Je ne sais pas quand, où, ni comment j'ai attrapé cette chose là. Toujours est-il qu'elle a pris ses quartiers chez moi, et que je suis maintenant forcé de composer avec elle.
Chose. Au fond, comment appeler autrement cette boule noire et visqueuse qui s'est mise à grandir de jour en jour sous mon aisselle droite et qui a presque atteint aujourd'hui la taille d'une balle de tennis.
Le jour où je découvris son existence, elle n'était guère plus grande qu'un petit pois. Epouvanté, ma première idée fut, bien sûr, de courir consulter mon médecin afin qu'il trouve un moyen de me débarrasser au plus vite de cette saloperie. Une force que je n'ai jamais pu m'expliquer m'en a empêché.
J'ai vu ainsi, avec autant d'horreur que d'impuissance, se développer sur moi ce corps étranger au fil des semaines.
Depuis que cette chose est là, je ne suis plus le même. J'ai perdu le bel entrain, l'enthousiasme que je me connaissais. La moindre initiative se voit couper les ailes, le moindre élan est tué dans l’œuf. Toute entreprise est vouée dès le départ à l'échec, sitôt l'idée émise, je me sens submergé par une vague de profonde lassitude, je me sens flotter dans un état cotonneux, nauséeux, dans lequel finit par se dissoudre tout projet, quel qu'il soit.
Je ne vois plus personne, famille, amis, j'ai même cessé de me rendre à mon travail. C'est comme si je réalisais l'inutilité des actes qui faisaient pourtant mon quotidien avant que cette chose ne me visite.
Il me reste juste le courage de sortir, au moins une fois par jour, pour faire quelques provisions ou pour traîner ma déprime dans les ruelles de mon quartier.
Je ne me suis jamais vraiment habitué à sa présence, mais j'éprouve à la longue une sorte de dégoût blasé pour cette compagne indésirable, et pourtant si diablement présente.

--------------------------------------------------------------------------------------------------

Biza... tu m'entends? Oui, tout va bien. Nous serons bientôt adultes et alors nous pourrons nous connecter... je t'aime Biza... moi aussi j'attends ce moment avec impatience...

--------------------------------------------------------------------------------------------------

Je ne sais pas ce qui m'a poussé à adresser la parole à cette fille dans la rue. Ce n'est pas dans mes façons, je serais d'un naturel plutôt timide. Je dois avouer aussi qu'il ne me viendrait pas à l'idée d'emmener une fille chez moi en ce moment. La chose que je cache ne m'incline pas particulièrement à dévoiler une intimité dont j'aurai si honte. D'autant plus que la chose a encore gonflé. Elle a pratiquement doublé de volume.
Et pourtant je l'ai fait. Etait-ce moi qui parlait quand j'ai proposé à cette fille de m'accompagner? Le plus fou dans cette affaire, c'est qu'elle m'ait suivi.
Je ne peux pas dire que nous ayons été très loquaces durant le trajet qui nous conduisait chez moi. A peine lui ai-je demandé son nom après l'avoir renseigné du mien, ce dont elle eut l'air de se ficher complètement. Je crois que ce fut là toute notre conversation.
C'était comme si le destin avait programmé cette rencontre, nous épargnant tout le rituel préliminaire qui fait que deux êtres se retrouvent deux heures, deux jours, ou deux ans plus tard dans la même chambre, dans le même lit. Il y avait juste un seul bémol: La fille en question -je ne sais même plus son nom- n'avait pas grand chose à voir avec le genre de fille que j'aurais aimé fréquenter. Pour tout dire: elle ne me plaisait pas du tout.

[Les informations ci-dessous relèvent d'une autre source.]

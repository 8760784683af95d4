//! user command - Edit the userlist
//!
//! # Locking
//!
//! Mutating actions take an exclusive OS-level lock on `<userlist>.lock`
//! for their whole read-modify-write cycle, so two `mls user` invocations
//! cannot interleave. The library itself stays lock-free; this guard is a
//! CLI concern.

use std::fs::{File, OpenOptions};
use std::path::{Path, PathBuf};

use anyhow::{anyhow, Context as _, Result};
use fs2::FileExt;

use super::Context;
use crate::cli::args::UserAction;
use crate::core::metadata::schema::EntityMetadata;
use crate::core::types::EntityName;
use crate::ui::output;

/// Dispatch a userlist editing action.
pub fn user(ctx: &Context, action: UserAction) -> Result<()> {
    match action {
        UserAction::Set { file } => set(ctx, &file),
        UserAction::Discard { name } => discard(ctx, &name),
        UserAction::Clear => clear(ctx),
        UserAction::Write { output, force } => write(ctx, &output, force),
    }
}

fn set(ctx: &Context, file: &Path) -> Result<()> {
    let userlist = ctx.require_userlist()?.clone();
    let _lock = UserlistLock::acquire(&userlist)?;

    let contents = std::fs::read_to_string(file)
        .with_context(|| format!("failed to read '{}'", file.display()))?;
    let metadata: EntityMetadata = serde_yaml::from_str(&contents)
        .with_context(|| format!("'{}' is not a valid entity record", file.display()))?;
    let name = metadata.name.clone();

    let mut store = open_for_edit(ctx, &userlist)?;
    store.set_user_metadata(metadata);
    store.write_userlist(&userlist, true)?;

    output::print(format!("set user metadata for {name}"), ctx.verbosity);
    Ok(())
}

fn discard(ctx: &Context, name: &str) -> Result<()> {
    let userlist = ctx.require_userlist()?.clone();
    let _lock = UserlistLock::acquire(&userlist)?;

    let name = EntityName::new(name)?;
    let mut store = open_for_edit(ctx, &userlist)?;

    if store.discard_user_metadata(&name) {
        store.write_userlist(&userlist, true)?;
        output::print(format!("discarded user metadata for {name}"), ctx.verbosity);
    } else {
        output::warn(format!("no user metadata for {name}"), ctx.verbosity);
    }
    Ok(())
}

fn clear(ctx: &Context) -> Result<()> {
    let userlist = ctx.require_userlist()?.clone();
    let _lock = UserlistLock::acquire(&userlist)?;

    let mut store = open_for_edit(ctx, &userlist)?;
    store.discard_all_user_metadata();
    store.write_userlist(&userlist, true)?;

    output::print("discarded all user metadata", ctx.verbosity);
    Ok(())
}

fn write(ctx: &Context, output_path: &Path, force: bool) -> Result<()> {
    let store = ctx.open_store()?;
    store.write_userlist(output_path, force)?;

    output::print(
        format!("wrote userlist to {}", output_path.display()),
        ctx.verbosity,
    );
    Ok(())
}

/// Load a store for a userlist edit.
///
/// The userlist may not exist yet on first edit; that starts from an empty
/// list rather than failing.
fn open_for_edit(ctx: &Context, userlist: &Path) -> Result<crate::core::metadata::store::MetadataStore> {
    let existing = userlist.exists().then_some(userlist);
    let edit_ctx = Context {
        userlist: existing.map(Path::to_path_buf),
        ..ctx.clone()
    };
    edit_ctx.open_store()
}

/// Exclusive lock guard for a userlist file.
///
/// The lock is automatically released when this guard is dropped, even if
/// the edit panics.
struct UserlistLock {
    file: File,
}

impl UserlistLock {
    fn acquire(userlist: &Path) -> Result<Self> {
        let lock_path = lock_path_for(userlist);
        let file = OpenOptions::new()
            .create(true)
            .truncate(false)
            .write(true)
            .open(&lock_path)
            .with_context(|| format!("failed to create lock file '{}'", lock_path.display()))?;

        file.try_lock_exclusive()
            .map_err(|_| anyhow!("userlist is locked by another process"))?;

        Ok(Self { file })
    }
}

impl Drop for UserlistLock {
    fn drop(&mut self) {
        let _ = FileExt::unlock(&self.file);
    }
}

fn lock_path_for(userlist: &Path) -> PathBuf {
    let mut os = userlist.as_os_str().to_os_string();
    os.push(".lock");
    PathBuf::from(os)
}
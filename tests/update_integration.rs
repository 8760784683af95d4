//! Integration tests for the git distribution backend.
//!
//! These tests exercise GitRemote against real repositories created with
//! the git CLI in temp directories; the "remote" is a local path URL.

use std::path::{Path, PathBuf};
use std::process::Command;

use tempfile::TempDir;

use metalist::remote::{GitRemote, RemoteError, RemoteSync};

// =============================================================================
// Test Helpers
// =============================================================================

/// An origin repository serving a masterlist file.
struct OriginRepo {
    dir: TempDir,
}

impl OriginRepo {
    fn new(masterlist: &str) -> Self {
        let dir = TempDir::new().expect("create temp dir");

        git(dir.path(), &["init", "-b", "main"]);
        git(dir.path(), &["config", "user.email", "test@example.com"]);
        git(dir.path(), &["config", "user.name", "Test User"]);

        let repo = Self { dir };
        repo.commit_masterlist(masterlist, "Initial masterlist");
        repo
    }

    fn commit_masterlist(&self, contents: &str, message: &str) {
        std::fs::write(self.dir.path().join("masterlist.yaml"), contents)
            .expect("write masterlist");
        git(self.dir.path(), &["add", "masterlist.yaml"]);
        git(self.dir.path(), &["commit", "-m", message]);
    }

    fn url(&self) -> String {
        self.dir.path().display().to_string()
    }
}

fn git(dir: &Path, args: &[&str]) {
    let output = Command::new("git")
        .args(args)
        .current_dir(dir)
        .output()
        .expect("run git");
    assert!(
        output.status.success(),
        "git {:?} failed: {}",
        args,
        String::from_utf8_lossy(&output.stderr)
    );
}

/// A local checkout directory managed by GitRemote.
fn local_list_path(temp: &TempDir) -> PathBuf {
    let dir = temp.path().join("lists");
    std::fs::create_dir(&dir).expect("create lists dir");
    dir.join("masterlist.yaml")
}

const V1: &str = "plugins:\n  - name: Foo.esp\n    tags: [Relev]\n";
const V2: &str = "plugins:\n  - name: Foo.esp\n    tags: [Relev, Delev]\n";

// =============================================================================
// Tests
// =============================================================================

#[test]
fn first_update_checks_out_the_file() {
    let origin = OriginRepo::new(V1);
    let temp = TempDir::new().unwrap();
    let path = local_list_path(&temp);

    let remote = GitRemote::new();
    let changed = remote.update(&path, &origin.url(), "main").unwrap();

    assert!(changed);
    assert_eq!(std::fs::read_to_string(&path).unwrap(), V1);
}

#[test]
fn update_is_idempotent_until_origin_moves() {
    let origin = OriginRepo::new(V1);
    let temp = TempDir::new().unwrap();
    let path = local_list_path(&temp);

    let remote = GitRemote::new();
    assert!(remote.update(&path, &origin.url(), "main").unwrap());
    assert!(!remote.update(&path, &origin.url(), "main").unwrap());

    origin.commit_masterlist(V2, "Tag update");
    assert!(remote.update(&path, &origin.url(), "main").unwrap());
    assert_eq!(std::fs::read_to_string(&path).unwrap(), V2);
}

#[test]
fn update_restores_local_edits() {
    let origin = OriginRepo::new(V1);
    let temp = TempDir::new().unwrap();
    let path = local_list_path(&temp);

    let remote = GitRemote::new();
    remote.update(&path, &origin.url(), "main").unwrap();

    // A local edit counts as a change to undo.
    std::fs::write(&path, "plugins: []\n").unwrap();
    assert!(remote.update(&path, &origin.url(), "main").unwrap());
    assert_eq!(std::fs::read_to_string(&path).unwrap(), V1);
}

#[test]
fn unknown_branch_is_ref_not_found() {
    let origin = OriginRepo::new(V1);
    let temp = TempDir::new().unwrap();
    let path = local_list_path(&temp);

    let remote = GitRemote::new();
    let err = remote.update(&path, &origin.url(), "no-such-branch").unwrap_err();
    assert!(matches!(err, RemoteError::RefNotFound { .. }));
}

#[test]
fn get_info_describes_the_checkout() {
    let origin = OriginRepo::new(V1);
    let temp = TempDir::new().unwrap();
    let path = local_list_path(&temp);

    let remote = GitRemote::new();
    remote.update(&path, &origin.url(), "main").unwrap();

    let info = remote.get_info(&path, false).unwrap();
    assert_eq!(info.revision.len(), 40);
    assert!(!info.is_modified);

    let short = remote.get_info(&path, true).unwrap();
    assert!(short.revision.len() < 40);
    assert!(info.revision.starts_with(&short.revision));

    // Local edits show up as modification.
    std::fs::write(&path, "plugins: []\n").unwrap();
    let edited = remote.get_info(&path, false).unwrap();
    assert!(edited.is_modified);
}

#[test]
fn is_latest_tracks_the_branch_tip() {
    let origin = OriginRepo::new(V1);
    let temp = TempDir::new().unwrap();
    let path = local_list_path(&temp);

    let remote = GitRemote::new();
    remote.update(&path, &origin.url(), "main").unwrap();
    assert!(remote.is_latest(&path, "main").unwrap());

    origin.commit_masterlist(V2, "Move the tip");
    assert!(!remote.is_latest(&path, "main").unwrap());

    remote.update(&path, &origin.url(), "main").unwrap();
    assert!(remote.is_latest(&path, "main").unwrap());
}
//! condition::cache
//!
//! Explicit memoization context for condition evaluation.
//!
//! # Lifecycle
//!
//! The cache is populated lazily as expressions and installed-state facts
//! are first consulted, and invalidated only as a whole: when the caller
//! knows the underlying directory changed, it calls
//! [`ConditionCache::invalidate`] and every entry is dropped. There is no
//! partial invalidation.
//!
//! # Sharing
//!
//! The cache is shared between the store and the evaluator as
//! [`SharedConditionCache`]. Invalidation is a global barrier: results are
//! only deterministic if no evaluation is in flight when it happens.

use std::collections::HashMap;
use std::sync::{Arc, Mutex};

use crate::core::types::Version;

/// Shared handle to a [`ConditionCache`].
pub type SharedConditionCache = Arc<Mutex<ConditionCache>>;

/// Cached condition results and installed-state facts.
#[derive(Debug, Default)]
pub struct ConditionCache {
    conditions: HashMap<String, bool>,
    file_exists: HashMap<String, bool>,
    checksums: HashMap<String, Option<u32>>,
    versions: HashMap<String, Option<Version>>,
}

impl ConditionCache {
    /// Create an empty cache.
    pub fn new() -> Self {
        Self::default()
    }

    /// Create an empty cache behind a shared handle.
    pub fn shared() -> SharedConditionCache {
        Arc::new(Mutex::new(Self::new()))
    }

    /// Drop every cached entry.
    pub fn invalidate(&mut self) {
        self.conditions.clear();
        self.file_exists.clear();
        self.checksums.clear();
        self.versions.clear();
        log::debug!("condition cache invalidated");
    }

    /// Look up a previously evaluated condition.
    pub fn condition(&self, expression: &str) -> Option<bool> {
        self.conditions.get(expression).copied()
    }

    /// Record a condition result.
    pub fn store_condition(&mut self, expression: impl Into<String>, result: bool) {
        self.conditions.insert(expression.into(), result);
    }

    /// Look up or compute a file-existence fact.
    pub fn file_exists(&mut self, name: &str, compute: impl FnOnce() -> bool) -> bool {
        *self
            .file_exists
            .entry(name.to_string())
            .or_insert_with(compute)
    }

    /// Look up or compute a content checksum.
    pub fn checksum(&mut self, name: &str, compute: impl FnOnce() -> Option<u32>) -> Option<u32> {
        *self
            .checksums
            .entry(name.to_string())
            .or_insert_with(compute)
    }

    /// Look up or compute a version fact.
    pub fn version(
        &mut self,
        name: &str,
        compute: impl FnOnce() -> Option<Version>,
    ) -> Option<Version> {
        self.versions
            .entry(name.to_string())
            .or_insert_with(compute)
            .clone()
    }

    /// Number of memoized condition results.
    pub fn len(&self) -> usize {
        self.conditions.len()
    }

    /// True when no condition results are memoized.
    pub fn is_empty(&self) -> bool {
        self.conditions.is_empty()
    }
}

#[cfg(test)]
mod tests {
    use super::*;

    #[test]
    fn store_and_lookup() {
        let mut cache = ConditionCache::new();
        assert_eq!(cache.condition("file(\"a\")"), None);

        cache.store_condition("file(\"a\")", true);
        assert_eq!(cache.condition("file(\"a\")"), Some(true));
        assert_eq!(cache.len(), 1);
    }

    #[test]
    fn facts_computed_once() {
        let mut cache = ConditionCache::new();
        let mut calls = 0;

        for _ in 0..3 {
            let exists = cache.file_exists("a.esp", || {
                calls += 1;
                true
            });
            assert!(exists);
        }

        assert_eq!(calls, 1);
    }

    #[test]
    fn invalidate_clears_everything() {
        let mut cache = ConditionCache::new();
        cache.store_condition("x", false);
        cache.file_exists("a.esp", || true);
        cache.checksum("a.esp", || Some(7));

        cache.invalidate();

        assert!(cache.is_empty());
        let mut recomputed = false;
        cache.file_exists("a.esp", || {
            recomputed = true;
            false
        });
        assert!(recomputed);
    }
}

--------------------------------------------------------------------------------------------------

Biza... mon amour, la connexion est imminente, grande est ma joie. N'entends-tu pas toquer mon skada? Hummm... je sens vibrer tes moïssols... ça vient mon amour... patience... attends… encore un tout petit peu de patience.

--------------------------------------------------------------------------------------------------

Il y a d'abord eu ce petit silence gêné quand nous sommes arrivés chez moi. Puis, tout naturellement, elle a commencé à ôter son ample tunique, bien trop grande pour elle, au moment même où je quittais le pardessus, bien trop grand pour moi, que j'avais enfilé avant de sortir pour cacher ma difformité.
Nous avons eu simultanément le même effarement au constat des boules noires que nous possédions respectivement sous les aisselles. Il s'est alors passé une chose extraordinaire: Nous nous sommes sentis attirés l'un vers l'autre, nos boules sont entrées en contact et, durant quelques minutes, nous avons été soudés par leur intermédiaire. Elles se sont mises alors à vibrer, d'abord lentement, puis de plus en plus vite. De noire, leur teinte est passée à l'oranger, puis au rouge vif. Je vivais, et ma compagne aussi j'imagine, cette scène comme un cauchemar, pourtant, je ne pouvais pas crier. Nous étions elle et moi comme tétanisés.
Ce qui s'est passé après? La fille s'est revêtue puis a quitté ma chambre sans rien dire, en lorgnant vers ma personne un dernier regard dégoutté.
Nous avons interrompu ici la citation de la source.